Our chapter in Africa has ended, again. And I have discovered that it is possible to break your heart more than once.
At the far end of my most recent travels I have emerged into a completely different world. So different it defies comparison. And yet, for now, I keep doing so.
Like a tooth that was there and no longer is, somehow the tongue slides into the gap and probes the tender spot.
In my attempt to retain something of Africa I have toyed with the idea of volunteering at the Johor Bahru Zoo. And so a visit was undertaken, somewhat reluctantly considering we had passed it several times and could smell the place without entering.
Sadly it was everything that zoo’s used to be and in my opinion should no longer be. Small enclosures with single animals -many of whom are social in the wild. Lots of concrete and/or mud. Lots of bad smells and dirty looking water that was the central “lake”.
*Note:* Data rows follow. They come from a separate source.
//! Health, liveness, and readiness endpoint handlers.
//!
//! These handlers expose server health information for orchestrators
//! (Kubernetes, load balancers) and operational monitoring.

use axum::extract::State;
use axum::http::StatusCode;
use axum::Json;
use serde_json::json;

use super::AppState;
use crate::network::HealthState;

/// Returns detailed health information as JSON.
///
/// Always returns 200; the `state` field tells whether the server is
/// actually serving, so monitoring can tell "up but draining" from "down".
pub async fn health_handler(State(state): State<AppState>) -> Json<serde_json::Value> {
    let health = state.shutdown.health_state();
    let in_flight = state.shutdown.in_flight_count();
    let uptime_secs = state.start_time.elapsed().as_secs();

    Json(json!({
        "state": health.as_str(),
        "in_flight": in_flight,
        "uptime_secs": uptime_secs,
    }))
}

/// Liveness probe; always 200 while the process responds.
pub async fn liveness_handler() -> StatusCode {
    StatusCode::OK
}

/// Readiness probe: 200 when ready, 503 while starting, draining or stopped.
pub async fn readiness_handler(State(state): State<AppState>) -> StatusCode {
    if state.shutdown.health_state() == HealthState::Ready {
        StatusCode::OK
    } else {
        StatusCode::SERVICE_UNAVAILABLE
    }
}

#[cfg(test)]
mod tests {
    use std::sync::Arc;
    use std::time::Instant;

    use super::*;
    use crate::network::ShutdownController;
    use crate::service::FleetServices;
    use crate::storage::MemoryStore;
    use crate::traits::FleetStore;

    fn test_state() -> AppState {
        let store: Arc<dyn FleetStore> = Arc::new(MemoryStore::new());
        AppState {
            services: FleetServices::new(&store),
            shutdown: Arc::new(ShutdownController::new()),
            start_time: Instant::now(),
        }
    }

    #[tokio::test]
    async fn health_handler_returns_json_with_all_fields() {
        let state = test_state();
        state.shutdown.set_ready();

        let json = health_handler(State(state)).await.0;

        assert_eq!(json["state"], "ready");
        assert_eq!(json["in_flight"], 0);
        assert!(json["uptime_secs"].is_number());
    }

    #[tokio::test]
    async fn health_handler_reports_draining_state() {
        let state = test_state();
        state.shutdown.set_ready();
        state.shutdown.trigger_shutdown();

        let response = health_handler(State(state)).await;
        assert_eq!(response.0["state"], "draining");
    }

    #[tokio::test]
    async fn health_handler_reports_in_flight_count() {
        let state = test_state();
        let _guard = state.shutdown.in_flight_guard();

        let response = health_handler(State(state)).await;
        assert_eq!(response.0["in_flight"], 1);
    }

    #[tokio::test]
    async fn readiness_follows_health_state() {
        let state = test_state();
        assert_eq!(
            readiness_handler(State(state.clone())).await,
            StatusCode::SERVICE_UNAVAILABLE
        );

        state.shutdown.set_ready();
        assert_eq!(readiness_handler(State(state.clone())).await, StatusCode::OK);

        state.shutdown.trigger_shutdown();
        assert_eq!(
            readiness_handler(State(state)).await,
            StatusCode::SERVICE_UNAVAILABLE
        );
        assert_eq!(liveness_handler().await, StatusCode::OK);
    }
}
use async_trait::async_trait;
use chrono::NaiveDate;
use fleet_core::{Assignment, Driver, ErrorLog, Truck};

use crate::storage::StoreError;

/// Pluggable persistence backend for fleet records.
/// Implementations: in-memory (default, tests), `PostgreSQL` (`postgres` feature).
///
/// Every write is atomic with respect to concurrent callers and enforces the
/// store-level constraints itself:
/// - truck plates are unique,
/// - at most one assignment per `(driver_id, date)` and per `(truck_id, date)`,
/// - assignments reference existing drivers and trucks, and a referenced
///   driver or truck cannot be deleted.
///
/// Violations are reported as [`StoreError::UniqueViolation`] or
/// [`StoreError::ForeignKeyViolation`] naming the constraint.
#[async_trait]
pub trait FleetStore: Send + Sync {
    /// One-time initialization (e.g., create tables).
    async fn initialize(&self) -> anyhow::Result<()>;

    /// Release resources and close connections.
    async fn close(&self) -> anyhow::Result<()>;

    async fn find_driver(&self, id: &str) -> Result<Option<Driver>, StoreError>;

    /// All drivers, ordered by name.
    async fn list_drivers(&self) -> Result<Vec<Driver>, StoreError>;

    async fn insert_driver(&self, driver: &Driver) -> Result<(), StoreError>;

    /// Overwrites a driver. Returns `false` if no driver has that id.
    async fn update_driver(&self, driver: &Driver) -> Result<bool, StoreError>;

    /// Removes a driver. Returns `false` if no driver has that id.
    async fn delete_driver(&self, id: &str) -> Result<bool, StoreError>;

    async fn find_truck(&self, id: &str) -> Result<Option<Truck>, StoreError>;

    async fn find_truck_by_plate(&self, plate: &str) -> Result<Option<Truck>, StoreError>;

    /// All trucks, ordered by plate.
    async fn list_trucks(&self) -> Result<Vec<Truck>, StoreError>;

    async fn insert_truck(&self, truck: &Truck) -> Result<(), StoreError>;

    /// Overwrites a truck. Returns `false` if no truck has that id.
    async fn update_truck(&self, truck: &Truck) -> Result<bool, StoreError>;

    /// Removes a truck. Returns `false` if no truck has that id.
    async fn delete_truck(&self, id: &str) -> Result<bool, StoreError>;

    async fn find_assignment(&self, id: &str) -> Result<Option<Assignment>, StoreError>;

    /// All assignments, ordered by date then id.
    async fn list_assignments(&self) -> Result<Vec<Assignment>, StoreError>;

    /// All assignments booked on `date`.
    async fn assignments_on(&self, date: NaiveDate) -> Result<Vec<Assignment>, StoreError>;

    /// The assignment booking `truck_id` on `date`, if any.
    async fn find_assignment_for_truck(
        &self,
        truck_id: &str,
        date: NaiveDate,
    ) -> Result<Option<Assignment>, StoreError>;

    async fn insert_assignment(&self, assignment: &Assignment) -> Result<(), StoreError>;

    /// Overwrites an assignment. Returns `false` if no assignment has that id.
    async fn update_assignment(&self, assignment: &Assignment) -> Result<bool, StoreError>;

    /// Removes an assignment. Returns `false` if no assignment has that id.
    async fn delete_assignment(&self, id: &str) -> Result<bool, StoreError>;

    async fn insert_error_log(&self, entry: &ErrorLog) -> Result<(), StoreError>;

    /// All recorded faults, oldest first.
    async fn error_logs(&self) -> Result<Vec<ErrorLog>, StoreError>;
}

/// Sink for unhandled faults.
///
/// A failing recorder must never change the response already chosen for
/// the request that faulted; callers log and drop its errors.
#[async_trait]
pub trait ErrorRecorder: Send + Sync {
    async fn record(&self, entry: ErrorLog) -> anyhow::Result<()>;
}
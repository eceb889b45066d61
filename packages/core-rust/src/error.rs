//! Outcome taxonomy for fleet operations.
//!
//! Every variant except [`FleetError::Fault`] is an expected business
//! outcome and is reported to the caller as-is. `Fault` covers anything
//! unexpected (store failures, broken invariants) and must never leak its
//! details to the caller.

use chrono::NaiveDate;

use crate::conflict::ResourceField;
use crate::license::{InvalidCategory, LicenseCategory};
use crate::types::EntityKind;

/// Result alias used across the fleet services.
pub type FleetResult<T> = Result<T, FleetError>;

#[derive(Debug, thiserror::Error)]
pub enum FleetError {
    #[error("{entity} not found")]
    NotFound { entity: EntityKind },

    #[error(transparent)]
    InvalidCategory(#[from] InvalidCategory),

    #[error("invalid {field}: {message}")]
    InvalidInput {
        field: &'static str,
        message: String,
    },

    #[error("A truck with this plate already exists")]
    DuplicatePlate { plate: String },

    #[error("Driver does not have the required license type")]
    LicenseMismatch {
        driver: LicenseCategory,
        required: LicenseCategory,
    },

    #[error("Driver is already assigned to another truck on this date")]
    DriverConflict { driver_id: String, date: NaiveDate },

    #[error("Truck is already assigned to another driver on this date")]
    TruckConflict { truck_id: String, date: NaiveDate },

    #[error("{entity} is still referenced by existing assignments")]
    ResourceInUse { entity: EntityKind },

    #[error("internal fault: {0}")]
    Fault(#[from] anyhow::Error),
}

impl FleetError {
    #[must_use]
    pub fn not_found(entity: EntityKind) -> Self {
        Self::NotFound { entity }
    }

    pub fn invalid_input(field: &'static str, message: impl Into<String>) -> Self {
        Self::InvalidInput {
            field,
            message: message.into(),
        }
    }

    /// Builds the conflict outcome for the resource that is already booked.
    #[must_use]
    pub fn conflict(field: ResourceField, resource_id: &str, date: NaiveDate) -> Self {
        match field {
            ResourceField::Driver => Self::DriverConflict {
                driver_id: resource_id.to_string(),
                date,
            },
            ResourceField::Truck => Self::TruckConflict {
                truck_id: resource_id.to_string(),
                date,
            },
        }
    }

    /// Returns `true` for unexpected failures that should be recorded.
    #[must_use]
    pub fn is_fault(&self) -> bool {
        matches!(self, Self::Fault(_))
    }

    /// Stable machine-readable code for the outcome.
    #[must_use]
    pub fn code(&self) -> &'static str {
        match self {
            Self::NotFound { .. } => "not_found",
            Self::InvalidCategory(_) => "invalid_category",
            Self::InvalidInput { .. } => "invalid_input",
            Self::DuplicatePlate { .. } => "duplicate_plate",
            Self::LicenseMismatch { .. } => "license_mismatch",
            Self::DriverConflict { .. } => "driver_conflict",
            Self::TruckConflict { .. } => "truck_conflict",
            Self::ResourceInUse { .. } => "resource_in_use",
            Self::Fault(_) => "internal_error",
        }
    }
}
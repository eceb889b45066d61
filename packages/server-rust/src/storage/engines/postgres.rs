//! `PostgreSQL` [`FleetStore`] implementation.
//!
//! Integrity rules are enforced by named table constraints; violations come
//! back from the database and are mapped to [`StoreError`] by constraint name.

use anyhow::Context;
use async_trait::async_trait;
use chrono::{DateTime, NaiveDate, Utc};
use fleet_core::{Assignment, Driver, ErrorLog, LicenseCategory, Truck};
use sqlx::postgres::{PgPool, PgPoolOptions};

use crate::storage::error::{Constraint, StoreError};
use crate::traits::FleetStore;

const SCHEMA: [&str; 4] = [
    "CREATE TABLE IF NOT EXISTS drivers (
        id TEXT CONSTRAINT drivers_pkey PRIMARY KEY,
        name VARCHAR(255) NOT NULL,
        license_type VARCHAR(1) NOT NULL
    )",
    "CREATE TABLE IF NOT EXISTS trucks (
        id TEXT CONSTRAINT trucks_pkey PRIMARY KEY,
        plate VARCHAR(50) NOT NULL CONSTRAINT trucks_plate_key UNIQUE,
        min_license_type VARCHAR(1) NOT NULL
    )",
    "CREATE TABLE IF NOT EXISTS assignments (
        id TEXT CONSTRAINT assignments_pkey PRIMARY KEY,
        driver_id TEXT NOT NULL CONSTRAINT assignments_driver_id_fkey
            REFERENCES drivers (id) ON DELETE RESTRICT,
        truck_id TEXT NOT NULL CONSTRAINT assignments_truck_id_fkey
            REFERENCES trucks (id) ON DELETE RESTRICT,
        date DATE NOT NULL,
        CONSTRAINT assignments_driver_id_date_key UNIQUE (driver_id, date),
        CONSTRAINT assignments_truck_id_date_key UNIQUE (truck_id, date)
    )",
    "CREATE TABLE IF NOT EXISTS error_logs (
        id TEXT PRIMARY KEY,
        \"timestamp\" TIMESTAMPTZ NOT NULL,
        error_message VARCHAR(1024) NOT NULL,
        stack_trace VARCHAR(2048) NOT NULL,
        endpoint VARCHAR(255) NOT NULL
    )",
];

#[derive(sqlx::FromRow)]
struct DriverRow {
    id: String,
    name: String,
    license_type: String,
}

impl TryFrom<DriverRow> for Driver {
    type Error = StoreError;

    fn try_from(row: DriverRow) -> Result<Self, Self::Error> {
        Ok(Self {
            id: row.id,
            name: row.name,
            license_type: parse_category(&row.license_type)?,
        })
    }
}

#[derive(sqlx::FromRow)]
struct TruckRow {
    id: String,
    plate: String,
    min_license_type: String,
}

impl TryFrom<TruckRow> for Truck {
    type Error = StoreError;

    fn try_from(row: TruckRow) -> Result<Self, Self::Error> {
        Ok(Self {
            id: row.id,
            plate: row.plate,
            min_license_type: parse_category(&row.min_license_type)?,
        })
    }
}

#[derive(sqlx::FromRow)]
struct AssignmentRow {
    id: String,
    driver_id: String,
    truck_id: String,
    date: NaiveDate,
}

impl From<AssignmentRow> for Assignment {
    fn from(row: AssignmentRow) -> Self {
        Self {
            id: row.id,
            driver_id: row.driver_id,
            truck_id: row.truck_id,
            date: row.date,
        }
    }
}

#[derive(sqlx::FromRow)]
struct ErrorLogRow {
    id: String,
    timestamp: DateTime<Utc>,
    error_message: String,
    stack_trace: String,
    endpoint: String,
}

impl From<ErrorLogRow> for ErrorLog {
    fn from(row: ErrorLogRow) -> Self {
        Self {
            id: row.id,
            timestamp: row.timestamp,
            error_message: row.error_message,
            stack_trace: row.stack_trace,
            endpoint: row.endpoint,
        }
    }
}

fn parse_category(raw: &str) -> Result<LicenseCategory, StoreError> {
    raw.trim()
        .parse::<LicenseCategory>()
        .with_context(|| format!("corrupt license category in store: {raw:?}"))
        .map_err(StoreError::Backend)
}

/// Translates a driver error, keeping named constraint violations apart
/// from everything else.
fn map_db_error(err: sqlx::Error) -> StoreError {
    if let sqlx::Error::Database(ref db_err) = err {
        if let Some(constraint) = db_err.constraint().and_then(Constraint::from_name) {
            if db_err.is_unique_violation() {
                return StoreError::UniqueViolation(constraint);
            }
            if db_err.is_foreign_key_violation() {
                return StoreError::ForeignKeyViolation(constraint);
            }
        }
    }
    StoreError::Backend(anyhow::Error::new(err))
}

/// Connection-pooled store backed by `PostgreSQL`.
pub struct PostgresStore {
    pool: PgPool,
}

impl PostgresStore {
    /// Connects a pool of at most `max_connections` to `url`.
    ///
    /// # Errors
    ///
    /// Returns an error if the database cannot be reached.
    pub async fn connect(url: &str, max_connections: u32) -> anyhow::Result<Self> {
        let pool = PgPoolOptions::new()
            .max_connections(max_connections)
            .connect(url)
            .await
            .context("failed to connect to database")?;
        Ok(Self { pool })
    }
}

#[async_trait]
impl FleetStore for PostgresStore {
    async fn initialize(&self) -> anyhow::Result<()> {
        for statement in SCHEMA {
            sqlx::query(statement)
                .execute(&self.pool)
                .await
                .context("failed to create schema")?;
        }
        Ok(())
    }

    async fn close(&self) -> anyhow::Result<()> {
        self.pool.close().await;
        Ok(())
    }

    async fn find_driver(&self, id: &str) -> Result<Option<Driver>, StoreError> {
        sqlx::query_as::<_, DriverRow>(
            "SELECT id, name, license_type FROM drivers WHERE id = $1",
        )
        .bind(id)
        .fetch_optional(&self.pool)
        .await
        .map_err(map_db_error)?
        .map(Driver::try_from)
        .transpose()
    }

    async fn list_drivers(&self) -> Result<Vec<Driver>, StoreError> {
        sqlx::query_as::<_, DriverRow>(
            "SELECT id, name, license_type FROM drivers ORDER BY name, id",
        )
        .fetch_all(&self.pool)
        .await
        .map_err(map_db_error)?
        .into_iter()
        .map(Driver::try_from)
        .collect()
    }

    async fn insert_driver(&self, driver: &Driver) -> Result<(), StoreError> {
        sqlx::query("INSERT INTO drivers (id, name, license_type) VALUES ($1, $2, $3)")
            .bind(&driver.id)
            .bind(&driver.name)
            .bind(driver.license_type.as_str())
            .execute(&self.pool)
            .await
            .map_err(map_db_error)?;
        Ok(())
    }

    async fn update_driver(&self, driver: &Driver) -> Result<bool, StoreError> {
        let result = sqlx::query("UPDATE drivers SET name = $2, license_type = $3 WHERE id = $1")
            .bind(&driver.id)
            .bind(&driver.name)
            .bind(driver.license_type.as_str())
            .execute(&self.pool)
            .await
            .map_err(map_db_error)?;
        Ok(result.rows_affected() > 0)
    }

    async fn delete_driver(&self, id: &str) -> Result<bool, StoreError> {
        let result = sqlx::query("DELETE FROM drivers WHERE id = $1")
            .bind(id)
            .execute(&self.pool)
            .await
            .map_err(map_db_error)?;
        Ok(result.rows_affected() > 0)
    }

    async fn find_truck(&self, id: &str) -> Result<Option<Truck>, StoreError> {
        sqlx::query_as::<_, TruckRow>(
            "SELECT id, plate, min_license_type FROM trucks WHERE id = $1",
        )
        .bind(id)
        .fetch_optional(&self.pool)
        .await
        .map_err(map_db_error)?
        .map(Truck::try_from)
        .transpose()
    }

    async fn find_truck_by_plate(&self, plate: &str) -> Result<Option<Truck>, StoreError> {
        sqlx::query_as::<_, TruckRow>(
            "SELECT id, plate, min_license_type FROM trucks WHERE plate = $1",
        )
        .bind(plate)
        .fetch_optional(&self.pool)
        .await
        .map_err(map_db_error)?
        .map(Truck::try_from)
        .transpose()
    }

    async fn list_trucks(&self) -> Result<Vec<Truck>, StoreError> {
        sqlx::query_as::<_, TruckRow>(
            "SELECT id, plate, min_license_type FROM trucks ORDER BY plate",
        )
        .fetch_all(&self.pool)
        .await
        .map_err(map_db_error)?
        .into_iter()
        .map(Truck::try_from)
        .collect()
    }

    async fn insert_truck(&self, truck: &Truck) -> Result<(), StoreError> {
        sqlx::query("INSERT INTO trucks (id, plate, min_license_type) VALUES ($1, $2, $3)")
            .bind(&truck.id)
            .bind(&truck.plate)
            .bind(truck.min_license_type.as_str())
            .execute(&self.pool)
            .await
            .map_err(map_db_error)?;
        Ok(())
    }

    async fn update_truck(&self, truck: &Truck) -> Result<bool, StoreError> {
        let result =
            sqlx::query("UPDATE trucks SET plate = $2, min_license_type = $3 WHERE id = $1")
                .bind(&truck.id)
                .bind(&truck.plate)
                .bind(truck.min_license_type.as_str())
                .execute(&self.pool)
                .await
                .map_err(map_db_error)?;
        Ok(result.rows_affected() > 0)
    }

    async fn delete_truck(&self, id: &str) -> Result<bool, StoreError> {
        let result = sqlx::query("DELETE FROM trucks WHERE id = $1")
            .bind(id)
            .execute(&self.pool)
            .await
            .map_err(map_db_error)?;
        Ok(result.rows_affected() > 0)
    }

    async fn find_assignment(&self, id: &str) -> Result<Option<Assignment>, StoreError> {
        let row = sqlx::query_as::<_, AssignmentRow>(
            "SELECT id, driver_id, truck_id, date FROM assignments WHERE id = $1",
        )
        .bind(id)
        .fetch_optional(&self.pool)
        .await
        .map_err(map_db_error)?;
        Ok(row.map(Assignment::from))
    }

    async fn list_assignments(&self) -> Result<Vec<Assignment>, StoreError> {
        let rows = sqlx::query_as::<_, AssignmentRow>(
            "SELECT id, driver_id, truck_id, date FROM assignments ORDER BY date, id",
        )
        .fetch_all(&self.pool)
        .await
        .map_err(map_db_error)?;
        Ok(rows.into_iter().map(Assignment::from).collect())
    }

    async fn assignments_on(&self, date: NaiveDate) -> Result<Vec<Assignment>, StoreError> {
        let rows = sqlx::query_as::<_, AssignmentRow>(
            "SELECT id, driver_id, truck_id, date FROM assignments WHERE date = $1",
        )
        .bind(date)
        .fetch_all(&self.pool)
        .await
        .map_err(map_db_error)?;
        Ok(rows.into_iter().map(Assignment::from).collect())
    }

    async fn find_assignment_for_truck(
        &self,
        truck_id: &str,
        date: NaiveDate,
    ) -> Result<Option<Assignment>, StoreError> {
        let row = sqlx::query_as::<_, AssignmentRow>(
            "SELECT id, driver_id, truck_id, date FROM assignments \
             WHERE truck_id = $1 AND date = $2",
        )
        .bind(truck_id)
        .bind(date)
        .fetch_optional(&self.pool)
        .await
        .map_err(map_db_error)?;
        Ok(row.map(Assignment::from))
    }

    async fn insert_assignment(&self, assignment: &Assignment) -> Result<(), StoreError> {
        sqlx::query(
            "INSERT INTO assignments (id, driver_id, truck_id, date) VALUES ($1, $2, $3, $4)",
        )
        .bind(&assignment.id)
        .bind(&assignment.driver_id)
        .bind(&assignment.truck_id)
        .bind(assignment.date)
        .execute(&self.pool)
        .await
        .map_err(map_db_error)?;
        Ok(())
    }

    async fn update_assignment(&self, assignment: &Assignment) -> Result<bool, StoreError> {
        let result = sqlx::query(
            "UPDATE assignments SET driver_id = $2, truck_id = $3, date = $4 WHERE id = $1",
        )
        .bind(&assignment.id)
        .bind(&assignment.driver_id)
        .bind(&assignment.truck_id)
        .bind(assignment.date)
        .execute(&self.pool)
        .await
        .map_err(map_db_error)?;
        Ok(result.rows_affected() > 0)
    }

    async fn delete_assignment(&self, id: &str) -> Result<bool, StoreError> {
        let result = sqlx::query("DELETE FROM assignments WHERE id = $1")
            .bind(id)
            .execute(&self.pool)
            .await
            .map_err(map_db_error)?;
        Ok(result.rows_affected() > 0)
    }

    async fn insert_error_log(&self, entry: &ErrorLog) -> Result<(), StoreError> {
        sqlx::query(
            "INSERT INTO error_logs (id, \"timestamp\", error_message, stack_trace, endpoint) \
             VALUES ($1, $2, $3, $4, $5)",
        )
        .bind(&entry.id)
        .bind(entry.timestamp)
        .bind(&entry.error_message)
        .bind(&entry.stack_trace)
        .bind(&entry.endpoint)
        .execute(&self.pool)
        .await
        .map_err(map_db_error)?;
        Ok(())
    }

    async fn error_logs(&self) -> Result<Vec<ErrorLog>, StoreError> {
        let rows = sqlx::query_as::<_, ErrorLogRow>(
            "SELECT id, \"timestamp\", error_message, stack_trace, endpoint \
             FROM error_logs ORDER BY \"timestamp\", id",
        )
        .fetch_all(&self.pool)
        .await
        .map_err(map_db_error)?;
        Ok(rows.into_iter().map(ErrorLog::from).collect())
    }
}
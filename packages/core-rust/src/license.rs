//! License categories and the eligibility order between drivers and trucks.
//!
//! Categories are totally ordered `A < B < C < D < E`. A driver may operate a
//! truck when the driver's category ranks at least as high as the truck's
//! minimum category.

use std::fmt;
use std::str::FromStr;

use serde::{Deserialize, Serialize};
use utoipa::ToSchema;

/// Error returned when a string is not one of the recognized category symbols.
#[derive(Debug, Clone, PartialEq, Eq, thiserror::Error)]
#[error("invalid license category '{0}', expected one of A, B, C, D, E")]
pub struct InvalidCategory(pub String);

/// Driver license category, ranked 1 (A) through 5 (E).
///
/// The derived `Ord` follows declaration order, which matches the rank.
#[derive(
    Debug, Clone, Copy, PartialEq, Eq, PartialOrd, Ord, Hash, Serialize, Deserialize, ToSchema,
)]
pub enum LicenseCategory {
    A,
    B,
    C,
    D,
    E,
}

impl LicenseCategory {
    /// All categories in ascending rank order.
    pub const ALL: [LicenseCategory; 5] = [Self::A, Self::B, Self::C, Self::D, Self::E];

    /// Numeric rank of the category: A=1 through E=5.
    #[must_use]
    pub fn rank(self) -> u8 {
        match self {
            Self::A => 1,
            Self::B => 2,
            Self::C => 3,
            Self::D => 4,
            Self::E => 5,
        }
    }

    /// Single-letter symbol used on the wire and in storage.
    #[must_use]
    pub fn as_str(self) -> &'static str {
        match self {
            Self::A => "A",
            Self::B => "B",
            Self::C => "C",
            Self::D => "D",
            Self::E => "E",
        }
    }

    /// Returns `true` if a holder of `self` may drive a vehicle requiring `required`.
    #[must_use]
    pub fn meets(self, required: LicenseCategory) -> bool {
        self.rank() >= required.rank()
    }
}

impl fmt::Display for LicenseCategory {
    fn fmt(&self, f: &mut fmt::Formatter<'_>) -> fmt::Result {
        f.write_str(self.as_str())
    }
}

impl FromStr for LicenseCategory {
    type Err = InvalidCategory;

    fn from_str(s: &str) -> Result<Self, Self::Err> {
        match s {
            "A" => Ok(Self::A),
            "B" => Ok(Self::B),
            "C" => Ok(Self::C),
            "D" => Ok(Self::D),
            "E" => Ok(Self::E),
            other => Err(InvalidCategory(other.to_string())),
        }
    }
}

/// Compares two category symbols.
///
/// # Errors
///
/// Returns [`InvalidCategory`] if either symbol is not one of `A`..`E`.
pub fn meets(driver: &str, required: &str) -> Result<bool, InvalidCategory> {
    let driver: LicenseCategory = driver.parse()?;
    let required: LicenseCategory = required.parse()?;
    Ok(driver.meets(required))
}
At 2 ringgit per person to enter (approximately 0.49USD, 6.60ZAR) I was left wondering how it was possible to keep these animals in fodder never mind trying to do anything about modernising their environment. (Of particular concern to me were the horses spotted tethered behind the lion enclosure. I was left wondering if they were the next meal for said lions).
One consolation for me was the attempt at giving some of the animals “occupational therapy”, such as some heavy balls in one of the lion enclosures which one lioness was busy batting around. But overall I was left feeling depressed at the life these animals were leading. I do not know if these are rescued and /or injured animals that are unable to be released into the wild or if they have been purchased specifically for a life of imprisonment and display. The former gives me some comfort, the latter does not.
As the lions began to roar, a nearby chimpanzee who had been begging food from some other visitors, made a beeline to the top of the tallest pole in its enclosure, hugged itself and screamed.
I figured even if they needed volunteers to help out, if I did so I would probably end up mimicking that traumatised chimp.